* [Work task]:
Word for word, set down the entries that follow.
Data provided below:
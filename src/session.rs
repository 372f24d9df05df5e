//! Session cookie extraction: locate, reassemble, decrypt, and read the refresh token.
//!
//! The refresh token never leaves the server. It lives inside the encrypted session cookie
//! written at sign-in and is only read here, immediately before an exchange.

pub mod cookies;
pub mod jwe;

pub use cookies::*;
pub use jwe::*;

// self
use crate::{
	_prelude::*,
	auth::TokenSecret,
	config::BrokerConfig,
	error::SessionError,
	obs::{self, FlowKind, FlowOutcome, FlowSpan},
};

/// Default session cookie base name.
pub const SESSION_COOKIE_NAME: &str = "next-auth.session-token";

/// Lifetime stamped on sessions minted by [`DecodedSession::with_refresh_token`].
pub const DEFAULT_SESSION_MAX_AGE: Duration = Duration::days(30);

/// Claims carried inside the decrypted session cookie.
#[derive(Clone, Default, Serialize, Deserialize)]
#[serde(rename_all = "camelCase")]
pub struct DecodedSession {
	/// Long-lived refresh credential stored at sign-in.
	#[serde(default, skip_serializing_if = "Option::is_none")]
	pub refresh_token: Option<TokenSecret>,
	/// Expiry as Unix seconds.
	#[serde(default, skip_serializing_if = "Option::is_none")]
	pub exp: Option<i64>,
	/// Issue time as Unix seconds.
	#[serde(default, skip_serializing_if = "Option::is_none")]
	pub iat: Option<i64>,
	/// Unique session identifier.
	#[serde(default, skip_serializing_if = "Option::is_none")]
	pub jti: Option<String>,
	/// Remaining claims (name, email, picture, …) kept verbatim.
	#[serde(flatten)]
	pub extra: serde_json::Map<String, serde_json::Value>,
}
impl DecodedSession {
	/// Creates a fresh session carrying only a refresh token.
	pub fn with_refresh_token(refresh_token: TokenSecret) -> Self {
		let now = OffsetDateTime::now_utc();

		Self {
			refresh_token: Some(refresh_token),
			exp: Some((now + DEFAULT_SESSION_MAX_AGE).unix_timestamp()),
			iat: Some(now.unix_timestamp()),
			..Default::default()
		}
	}
}
impl Debug for DecodedSession {
	fn fmt(&self, f: &mut Formatter) -> FmtResult {
		f.debug_struct("DecodedSession")
			.field("refresh_token", &self.refresh_token)
			.field("exp", &self.exp)
			.field("iat", &self.iat)
			.field("jti", &self.jti)
			.field("extra_claims", &self.extra.len())
			.finish()
	}
}

/// Turns a raw session cookie value into claims.
pub trait SessionDecoder
where
	Self: Send + Sync,
{
	/// Decrypts and validates `raw` as of `now`.
	fn decode(&self, raw: &str, now: OffsetDateTime) -> Result<DecodedSession, SessionError>;
}

/// Reads the refresh credential out of inbound request cookies.
#[derive(Clone)]
pub struct SessionExtractor {
	cookie_name: String,
	decoder: Option<Arc<dyn SessionDecoder>>,
}
impl SessionExtractor {
	/// Creates an extractor with a custom decoder; `None` makes every read fail closed.
	pub fn new(cookie_name: impl Into<String>, decoder: Option<Arc<dyn SessionDecoder>>) -> Self {
		Self { cookie_name: cookie_name.into(), decoder }
	}

	/// Builds the NextAuth extractor described by `config`.
	pub fn from_config(config: &BrokerConfig) -> Self {
		let decoder = config.session_secret.as_ref().map(|secret| {
			Arc::new(NextAuthJweDecoder::new(secret.expose())) as Arc<dyn SessionDecoder>
		});

		Self::new(config.session_cookie_name.clone(), decoder)
	}

	/// Base cookie name this extractor looks for.
	pub fn cookie_name(&self) -> &str {
		&self.cookie_name
	}

	/// Returns the refresh token, or the reason none could be read.
	pub fn try_refresh_token(&self, cookies: &RequestCookies) -> Result<TokenSecret, SessionError> {
		let span = FlowSpan::new(FlowKind::Session, "try_refresh_token");
		let _guard = span.entered();
		let result = self.read(cookies, OffsetDateTime::now_utc());

		match &result {
			Ok(_) => obs::record_flow_outcome(FlowKind::Session, FlowOutcome::Success),
			Err(e) => {
				tracing::debug!(
					error = %e,
					cookies = cookies.len(),
					"session refresh token unavailable"
				);
				obs::record_flow_outcome(FlowKind::Session, FlowOutcome::Failure);
			},
		}

		result
	}

	/// Returns the refresh token, or `None` when no valid session is present.
	pub fn refresh_token(&self, cookies: &RequestCookies) -> Option<TokenSecret> {
		self.try_refresh_token(cookies).ok()
	}

	fn read(
		&self,
		cookies: &RequestCookies,
		now: OffsetDateTime,
	) -> Result<TokenSecret, SessionError> {
		let decoder = self.decoder.as_ref().ok_or(SessionError::MissingSecret)?;
		let located =
			locate_session(cookies, &self.cookie_name).ok_or(SessionError::NoSessionCookie)?;

		tracing::trace!(
			source = ?located.source,
			len = located.value.len(),
			"session cookie located"
		);

		decoder
			.decode(&located.value, now)?
			.refresh_token
			.filter(|token| !token.is_empty())
			.ok_or(SessionError::MissingRefreshToken)
	}
}
impl Debug for SessionExtractor {
	fn fmt(&self, f: &mut Formatter) -> FmtResult {
		f.debug_struct("SessionExtractor")
			.field("cookie_name", &self.cookie_name)
			.field("decoder_configured", &self.decoder.is_some())
			.finish()
	}
}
End of Data provided.
* [Your response]:
filename src/session.rs
repository 372f24d9df05df5e
//! Session cookie extraction: locate, reassemble, decrypt, and read the refresh token.
//!
//! The refresh token never leaves the server. It lives inside the encrypted session cookie
//! written at sign-in and is only read here, immediately before an exchange.

pub mod cookies;
pub mod jwe;

pub use cookies::*;
pub use jwe::*;

// self
use crate::{
	_prelude::*,
	auth::TokenSecret,
	config::BrokerConfig,
	error::SessionError,
	obs::{self, FlowKind, FlowOutcome, FlowSpan},
};

/// Default session cookie base name.
pub const SESSION_COOKIE_NAME: &str = "next-auth.session-token";

/// Lifetime stamped on sessions minted by [`DecodedSession::with_refresh_token`].
pub const DEFAULT_SESSION_MAX_AGE: Duration = Duration::days(30);

/// Claims carried inside the decrypted session cookie.
#[derive(Clone, Default, Serialize, Deserialize)]
#[serde(rename_all = "camelCase")]
pub struct DecodedSession {
	/// Long-lived refresh credential stored at sign-in.
	#[serde(default, skip_serializing_if = "Option::is_none")]
	pub refresh_token: Option<TokenSecret>,
	/// Expiry as Unix seconds.
	#[serde(default, skip_serializing_if = "Option::is_none")]
	pub exp: Option<i64>,
	/// Issue time as Unix seconds.
	#[serde(default, skip_serializing_if = "Option::is_none")]
	pub iat: Option<i64>,
	/// Unique session identifier.
	#[serde(default, skip_serializing_if = "Option::is_none")]
	pub jti: Option<String>,
	/// Remaining claims (name, email, picture, …) kept verbatim.
	#[serde(flatten)]
	pub extra: serde_json::Map<String, serde_json::Value>,
}
impl DecodedSession {
	/// Creates a fresh session carrying only a refresh token.
	pub fn with_refresh_token(refresh_token: TokenSecret) -> Self {
		let now = OffsetDateTime::now_utc();

		Self {
			refresh_token: Some(refresh_token),
			exp: Some((now + DEFAULT_SESSION_MAX_AGE).unix_timestamp()),
			iat: Some(now.unix_timestamp()),
			..Default::default()
		}
	}
}
impl Debug for DecodedSession {
	fn fmt(&self, f: &mut Formatter) -> FmtResult {
		f.debug_struct("DecodedSession")
			.field("refresh_token", &self.refresh_token)
			.field("exp", &self.exp)
			.field("iat", &self.iat)
			.field("jti", &self.jti)
			.field("extra_claims", &self.extra.len())
			.finish()
	}
}

/// Turns a raw session cookie value into claims.
pub trait SessionDecoder
where
	Self: Send + Sync,
{
	/// Decrypts and validates `raw` as of `now`.
	fn decode(&self, raw: &str, now: OffsetDateTime) -> Result<DecodedSession, SessionError>;
}

/// Reads the refresh credential out of inbound request cookies.
#[derive(Clone)]
pub struct SessionExtractor {
	cookie_name: String,
	decoder: Option<Arc<dyn SessionDecoder>>,
}
impl SessionExtractor {
	/// Creates an extractor with a custom decoder; `None` makes every read fail closed.
	pub fn new(cookie_name: impl Into<String>, decoder: Option<Arc<dyn SessionDecoder>>) -> Self {
		Self { cookie_name: cookie_name.into(), decoder }
	}

	/// Builds the NextAuth extractor described by `config`.
	pub fn from_config(config: &BrokerConfig) -> Self {
		let decoder = config.session_secret.as_ref().map(|secret| {
			Arc::new(NextAuthJweDecoder::new(secret.expose())) as Arc<dyn SessionDecoder>
		});

		Self::new(config.session_cookie_name.clone(), decoder)
	}

	/// Base cookie name this extractor looks for.
	pub fn cookie_name(&self) -> &str {
		&self.cookie_name
	}

	/// Returns the refresh token, or the reason none could be read.
	pub fn try_refresh_token(&self, cookies: &RequestCookies) -> Result<TokenSecret, SessionError> {
		let span = FlowSpan::new(FlowKind::Session, "try_refresh_token");
		let _guard = span.entered();
		let result = self.read(cookies, OffsetDateTime::now_utc());

		match &result {
			Ok(_) => obs::record_flow_outcome(FlowKind::Session, FlowOutcome::Success),
			Err(e) => {
				tracing::debug!(
					error = %e,
					cookies = cookies.len(),
					"session refresh token unavailable"
				);
				obs::record_flow_outcome(FlowKind::Session, FlowOutcome::Failure);
			},
		}

		result
	}

	/// Returns the refresh token, or `None` when no valid session is present.
	pub fn refresh_token(&self, cookies: &RequestCookies) -> Option<TokenSecret> {
		self.try_refresh_token(cookies).ok()
	}

	fn read(
		&self,
		cookies: &RequestCookies,
		now: OffsetDateTime,
	) -> Result<TokenSecret, SessionError> {
		let decoder = self.decoder.as_ref().ok_or(SessionError::MissingSecret)?;
		let located =
			locate_session(cookies, &self.cookie_name).ok_or(SessionError::NoSessionCookie)?;

		tracing::trace!(
			source = ?located.source,
			len = located.value.len(),
			"session cookie located"
		);

		decoder
			.decode(&located.value, now)?
			.refresh_token
			.filter(|token| !token.is_empty())
			.ok_or(SessionError::MissingRefreshToken)
	}
}
impl Debug for SessionExtractor {
	fn fmt(&self, f: &mut Formatter) -> FmtResult {
		f.debug_struct("SessionExtractor")
			.field("cookie_name", &self.cookie_name)
			.field("decoder_configured", &self.decoder.is_some())
			.finish()
	}
}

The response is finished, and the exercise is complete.